Plaintiff has alleged sufficient facts to establish standing and state a trademark infringement claim under the Lanham Act. Plaintiff has also stated sufficient facts to demonstrate the participation of the individual Defendants Turner and Boyer in the alleged wrongful activity. Plaintiff fails to state a claim against Defendant Turner for breach of contract.
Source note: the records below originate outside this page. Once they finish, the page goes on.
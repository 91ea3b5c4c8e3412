//! Immutable, versioned resource sets

use crate::resource::{ClusterResource, ListenerResource, Resource, ResourceType};
use chrono::{DateTime, Utc};
use sha2::{Digest, Sha256};
use std::cmp::Ordering;
use std::collections::HashSet;
use std::fmt;
use thiserror::Error;

/// Version token of a snapshot.
///
/// Ordering follows the sequence number, which a builder increments on every
/// build. The token string is what travels on the wire.
#[derive(Clone, Debug)]
pub struct Version {
    sequence: u64,
    issued_at: DateTime<Utc>,
    token: String,
}

impl Version {
    pub fn new(sequence: u64, issued_at: DateTime<Utc>) -> Self {
        let token = format!("{}-{}", sequence, issued_at.format("%Y%m%dT%H%M%S%.3fZ"));
        Self {
            sequence,
            issued_at,
            token,
        }
    }

    pub fn sequence(&self) -> u64 {
        self.sequence
    }

    pub fn issued_at(&self) -> DateTime<Utc> {
        self.issued_at
    }

    pub fn as_str(&self) -> &str {
        &self.token
    }

    /// Whether a subscriber-declared token names this exact version
    pub fn matches(&self, token: Option<&str>) -> bool {
        token == Some(self.token.as_str())
    }
}

impl PartialEq for Version {
    fn eq(&self, other: &Self) -> bool {
        self.sequence == other.sequence && self.issued_at == other.issued_at
    }
}

impl Eq for Version {}

impl PartialOrd for Version {
    fn partial_cmp(&self, other: &Self) -> Option<Ordering> {
        Some(self.cmp(other))
    }
}

impl Ord for Version {
    fn cmp(&self, other: &Self) -> Ordering {
        self.sequence
            .cmp(&other.sequence)
            .then(self.issued_at.cmp(&other.issued_at))
    }
}

impl fmt::Display for Version {
    fn fmt(&self, f: &mut fmt::Formatter<'_>) -> fmt::Result {
        f.write_str(&self.token)
    }
}

/// A listener that routes to a cluster missing from its snapshot
#[derive(Error, Debug, Clone, PartialEq, Eq)]
#[error("listener {listener} targets unknown cluster {cluster}")]
pub struct DanglingListener {
    pub listener: String,
    pub cluster: String,
}

/// Configuration valid at one point in time.
///
/// Snapshots are never mutated after construction; stores replace them whole.
#[derive(Clone, Debug)]
pub struct Snapshot {
    version: Version,
    clusters: Vec<ClusterResource>,
    listeners: Vec<ListenerResource>,
}

impl Snapshot {
    pub fn new(
        version: Version,
        clusters: Vec<ClusterResource>,
        listeners: Vec<ListenerResource>,
    ) -> Self {
        Self {
            version,
            clusters,
            listeners,
        }
    }

    pub fn version(&self) -> &Version {
        &self.version
    }

    pub fn clusters(&self) -> &[ClusterResource] {
        &self.clusters
    }

    pub fn listeners(&self) -> &[ListenerResource] {
        &self.listeners
    }

    pub fn is_empty(&self) -> bool {
        self.clusters.is_empty() && self.listeners.is_empty()
    }

    /// Resources of one type, in snapshot order, ready to be put on the wire
    pub fn resources(&self, resource_type: ResourceType) -> Vec<Resource> {
        match resource_type {
            ResourceType::Cluster => self.clusters.iter().cloned().map(Resource::Cluster).collect(),
            ResourceType::Listener => self
                .listeners
                .iter()
                .cloned()
                .map(Resource::Listener)
                .collect(),
        }
    }

    pub fn resource_count(&self, resource_type: ResourceType) -> usize {
        match resource_type {
            ResourceType::Cluster => self.clusters.len(),
            ResourceType::Listener => self.listeners.len(),
        }
    }

    /// Check that every listener routes to a cluster of this snapshot
    pub fn check_consistency(&self) -> Result<(), DanglingListener> {
        let names: HashSet<&str> = self.clusters.iter().map(|c| c.name.as_str()).collect();

        match self
            .listeners
            .iter()
            .find(|l| !names.contains(l.target_cluster.as_str()))
        {
            Some(listener) => Err(DanglingListener {
                listener: listener.name.clone(),
                cluster: listener.target_cluster.clone(),
            }),
            None => Ok(()),
        }
    }

    /// Hex SHA-256 over the resource content, independent of the version token
    pub fn content_digest(&self) -> String {
        let mut hasher = Sha256::new();
        for cluster in &self.clusters {
            hasher.update(format!("{:?}\n", cluster).as_bytes());
        }
        for listener in &self.listeners {
            hasher.update(format!("{:?}\n", listener).as_bytes());
        }
        hex::encode(hasher.finalize())
    }
}

#[cfg(test)]
mod tests {
    use super::*;
    use crate::resource::{DiscoveryMode, Endpoint, LbPolicy, TransportProtocol};

    fn cluster(name: &str) -> ClusterResource {
        ClusterResource {
            name: name.to_string(),
            discovery_mode: DiscoveryMode::Static,
            lb_policy: LbPolicy::RoundRobin,
            connect_timeout_ms: 5_000,
            endpoints: vec![Endpoint {
                address: "10.0.0.5".to_string(),
                port: 9000,
                protocol: TransportProtocol::Udp,
            }],
        }
    }

    fn listener(port: u16, target: &str) -> ListenerResource {
        ListenerResource {
            name: format!("listener_{}", port),
            bind_address: "0.0.0.0".to_string(),
            bind_port: port,
            protocol: TransportProtocol::Udp,
            target_cluster: target.to_string(),
            idle_timeout_secs: 60,
            stat_prefix: format!("udp_stats_{}", port),
        }
    }

    #[test]
    fn test_version_token_and_order() {
        let now = Utc::now();
        let v1 = Version::new(1, now);
        let v2 = Version::new(2, now);
        assert!(v2 > v1);
        assert!(v1.as_str().starts_with("1-"));
        assert!(v1.matches(Some(v1.as_str())));
        assert!(!v1.matches(Some(v2.as_str())));
        assert!(!v1.matches(None));
    }

    #[test]
    fn test_consistency_detects_dangling_listener() {
        let snapshot = Snapshot::new(
            Version::new(1, Utc::now()),
            vec![cluster("cluster_a_10000")],
            vec![listener(10000, "cluster_a_10000"), listener(10001, "cluster_missing")],
        );

        let err = snapshot.check_consistency().unwrap_err();
        assert_eq!(err.listener, "listener_10001");
        assert_eq!(err.cluster, "cluster_missing");
    }

    #[test]
    fn test_empty_snapshot_is_consistent() {
        let snapshot = Snapshot::new(Version::new(1, Utc::now()), vec![], vec![]);
        assert!(snapshot.check_consistency().is_ok());
        assert!(snapshot.is_empty());
        assert!(snapshot.resources(ResourceType::Listener).is_empty());
    }

    #[test]
    fn test_content_digest_ignores_version() {
        let a = Snapshot::new(
            Version::new(1, Utc::now()),
            vec![cluster("c")],
            vec![listener(10000, "c")],
        );
        let b = Snapshot::new(
            Version::new(2, Utc::now()),
            vec![cluster("c")],
            vec![listener(10000, "c")],
        );
        let c = Snapshot::new(Version::new(3, Utc::now()), vec![cluster("c")], vec![]);

        assert_eq!(a.content_digest(), b.content_digest());
        assert_ne!(a.content_digest(), c.content_digest());
    }
}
Therefore, the Court must grant Defendants' Motion for Dismissal of Count I against Defendant Turner and deny Defendants' Motion to Dismiss the remaining Counts against the Defendants Turner and Boyer.

An appropriate Order follows.

ORDER

AND NOW, this ________ day of __________, 2004, it is hereby ORDERED that Defendant's Motion to Dismiss Pursuant to Fed.R.Civ.P. 12(b)(1) and (6) (Doc. No. 2) be granted in part and denied in part. Defendant Turner is terminated as a party to Count I.


Summaries of

CITY OF PHILADELPHIA v. EMI EARTHMATE, INC.

United States District Court, E.D. Pennsylvania
Oct 5, 2004
Civil Action No. 04-cv-1904 (E.D. Pa. Oct. 5, 2004)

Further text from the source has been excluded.